NFTs and VCs are often spoken of interchangeably, but they are not the same thing at all. For one thing, a fundamental characteristic of an NFT is that it can be transferred: That’s kind of the point of NFTs. I think there are real problems when these technologies are used for use cases for which they were not designed (and I am not the only one who thinks this!). NFTs are designed for recording the ownership of and transfer of value, as well as representing assets in digital form. VCs are fundamentally optimized for recording attributes relating to identity. This is why the suggestion for using non-transferable NFTs to manage reputations does not feel right to me.

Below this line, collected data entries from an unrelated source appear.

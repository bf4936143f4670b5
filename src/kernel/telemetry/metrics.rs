use std::collections::VecDeque;

use super::event::{InterventionEventKind, RunEventKind, TelemetryEvent};
use crate::kernel::segment::SegmentKind;

#[derive(Debug, Clone, Default, PartialEq)]
pub struct TelemetrySnapshot {
    pub run_stats: RunStats,
    pub intervention_stats: InterventionStats,
    pub segment_stats: SegmentFailureStats,
    pub phase_transitions: u64,
}

#[derive(Debug, Clone, Default, PartialEq)]
pub struct RunStats {
    pub started: u64,
    pub completed: u64,
    pub stopped: u64,
    pub failed: u64,
    pub turns: u64,
    pub max_turn_number: u32,
}

#[derive(Debug, Clone, Default, PartialEq)]
pub struct InterventionStats {
    pub opened: u64,
    pub resolved: u64,
    pub cancelled: u64,
}

#[derive(Debug, Clone, Default, PartialEq)]
pub struct SegmentFailureStats {
    pub text: u64,
    pub sound: u64,
    pub pause: u64,
}

impl SegmentFailureStats {
    pub fn total(&self) -> u64 {
        self.text + self.sound + self.pause
    }
}

pub fn compute_snapshot(events: &VecDeque<TelemetryEvent>) -> TelemetrySnapshot {
    let mut snap = TelemetrySnapshot::default();

    for event in events {
        match event {
            TelemetryEvent::RunLifecycle { event, .. } => match event {
                RunEventKind::Started => snap.run_stats.started += 1,
                RunEventKind::Completed => snap.run_stats.completed += 1,
                RunEventKind::Stopped => snap.run_stats.stopped += 1,
                RunEventKind::Failed => snap.run_stats.failed += 1,
            },
            TelemetryEvent::TurnReceived { turn_number, .. } => {
                snap.run_stats.turns += 1;
                snap.run_stats.max_turn_number = snap.run_stats.max_turn_number.max(*turn_number);
            }
            TelemetryEvent::Intervention { event, .. } => match event {
                InterventionEventKind::Opened { .. } => snap.intervention_stats.opened += 1,
                InterventionEventKind::Resolved => snap.intervention_stats.resolved += 1,
                InterventionEventKind::Cancelled => snap.intervention_stats.cancelled += 1,
            },
            TelemetryEvent::SegmentFailed { kind, .. } => match kind {
                SegmentKind::Text => snap.segment_stats.text += 1,
                SegmentKind::Sound => snap.segment_stats.sound += 1,
                SegmentKind::Pause => snap.segment_stats.pause += 1,
            },
            TelemetryEvent::PhaseTransition { .. } => snap.phase_transitions += 1,
        }
    }

    snap
}
use std::sync::atomic::{AtomicBool, AtomicU32, AtomicU8, Ordering};
use std::sync::{Arc, Mutex, MutexGuard, PoisonError};

use tokio::sync::mpsc;
use tracing::{debug, error, info, warn};
use uuid::Uuid;

use super::cancel::StopSignal;
use super::gate::{InterventionGate, InterventionRequest};
use super::message::{Message, MessageLog, Speaker};
use super::phase::{PhaseGraph, PhaseRequest, RunPhase};
use super::run::{ConversationRun, RunOutcome};
use super::segment::Segment;
use super::telemetry::event::{InterventionEventKind, RunEventKind, TelemetryEvent};
use super::telemetry::metrics::TelemetrySnapshot;
use super::telemetry::recorder::TelemetryRecorder;
use crate::audio::PlaybackQueue;
use crate::config::ClientConfig;
use crate::error::{ApiError, GateError};
use crate::services::api::{ChatRequest, DirectorInfo, ScamApi, SessionInfo};

/// What the driver tells whoever renders the conversation.
#[derive(Debug, Clone, PartialEq)]
pub enum DriverEvent {
    LogReset,
    MessageAppended(Message),
    PhaseChanged { from: RunPhase, to: RunPhase },
    TurnNumber(u32),
    InterventionRequested(InterventionRequest),
    InterventionResolved { choice: Option<String> },
    Director(DirectorInfo),
    RunFinished(RunOutcome),
}

/// What currently owns the conversation.
#[derive(Debug, Clone, Copy, PartialEq, Eq)]
enum Activity {
    Idle = 0,
    Running = 1,
    Manual = 2,
}

/// Single busy state shared by `start` and `send_manual`. Claims and
/// releases are compare-exchanges, so at most one activity holds it.
struct ActivityFlag(AtomicU8);

impl ActivityFlag {
    fn new() -> Self {
        Self(AtomicU8::new(Activity::Idle as u8))
    }

    fn current(&self) -> Activity {
        match self.0.load(Ordering::SeqCst) {
            1 => Activity::Running,
            2 => Activity::Manual,
            _ => Activity::Idle,
        }
    }

    fn claim(&self, activity: Activity) -> bool {
        self.0
            .compare_exchange(Activity::Idle as u8, activity as u8, Ordering::SeqCst, Ordering::SeqCst)
            .is_ok()
    }

    /// No-op unless `activity` is the current holder.
    fn release(&self, activity: Activity) {
        let _ = self
            .0
            .compare_exchange(activity as u8, Activity::Idle as u8, Ordering::SeqCst, Ordering::SeqCst);
    }
}

/// The run currently owning the driver's flags.
struct ActiveRun {
    id: Uuid,
    stop: StopSignal,
}

struct DriverInner {
    api: Arc<dyn ScamApi>,
    queue: Arc<PlaybackQueue>,
    gate: InterventionGate,
    session: Mutex<Option<String>>,
    log: Mutex<MessageLog>,
    phase: Mutex<RunPhase>,
    current_run: Mutex<Option<ActiveRun>>,
    telemetry: Mutex<TelemetryRecorder>,
    activity: ActivityFlag,
    loading: AtomicBool,
    turn_number: AtomicU32,
    events: mpsc::UnboundedSender<DriverEvent>,
    fallback_text: String,
    chat_constraint: String,
}

/// Sequences the autonomous conversation and the manual exchange.
///
/// Cheap to clone; clones share one conversation. `start()` suspends for the
/// whole run, so `stop()` and intervention answers come from other clones.
/// The message log and turn counter are only written from here.
#[derive(Clone)]
pub struct ConversationDriver {
    inner: Arc<DriverInner>,
}

fn lock<T>(mutex: &Mutex<T>) -> MutexGuard<'_, T> {
    mutex.lock().unwrap_or_else(PoisonError::into_inner)
}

In a recently published paper “Decentralized Society: Finding Web3’s Soul”, Flashbots’ Puja Ohlhaver, Microsoft’sMSFT Glen Weyl and Ethereum’s progenitor Vitalik Buterin outlined a kind of non-transferable NFT — which they call “soulbound tokens” (SBTs) — that could be used as a sort of living, transparent and immutable curriculum vitae (CV). I have to say, their utility is not obvious because as Kate Sills pointed out, while in the paper the use case is attestation, tokens are a “terrible” design choice for that. Token are designed to be traded, after all.
Apples and Oranges
Just to signpost where we are then: NFTs are transferable, they are property. VCs are not transferable, they are a (privacy-enhancing, when used correctly) means to prove facts about an entity. NFTs are about demonstrating the rights of ownership, VCs are about demonstrating the reputation of owners. Oh, and Real Madrid won in the final.
When it comes down to implementation, using the example of the Champions League final to illustrate the point, the event ticket is an NFT, the Liverpool Supporters Club membership is a verifiable credential. A practical system for speeding people through the gates of the Stade de France in the future must deal with both of these, so that when the fan presents their smartphone to a gate, the gate can request authentication of the ownership of the NFT and presentation of the necessary VC at the same time and have both of them delivered in one tap.
The infrastructure is already coming together. An Android wallet capable of storing NFTs can use the Identity Credential Hardware Abstraction Layer (HAL) to deliver the requested verifiable credential and Apple already supports identity credentials such as drivers’ licences in the USA.
There is no practical barrier to building a working infrastructure that deploys both NFTs and VCs in their optimal roles for the greater good and the sooner we get started on it the better.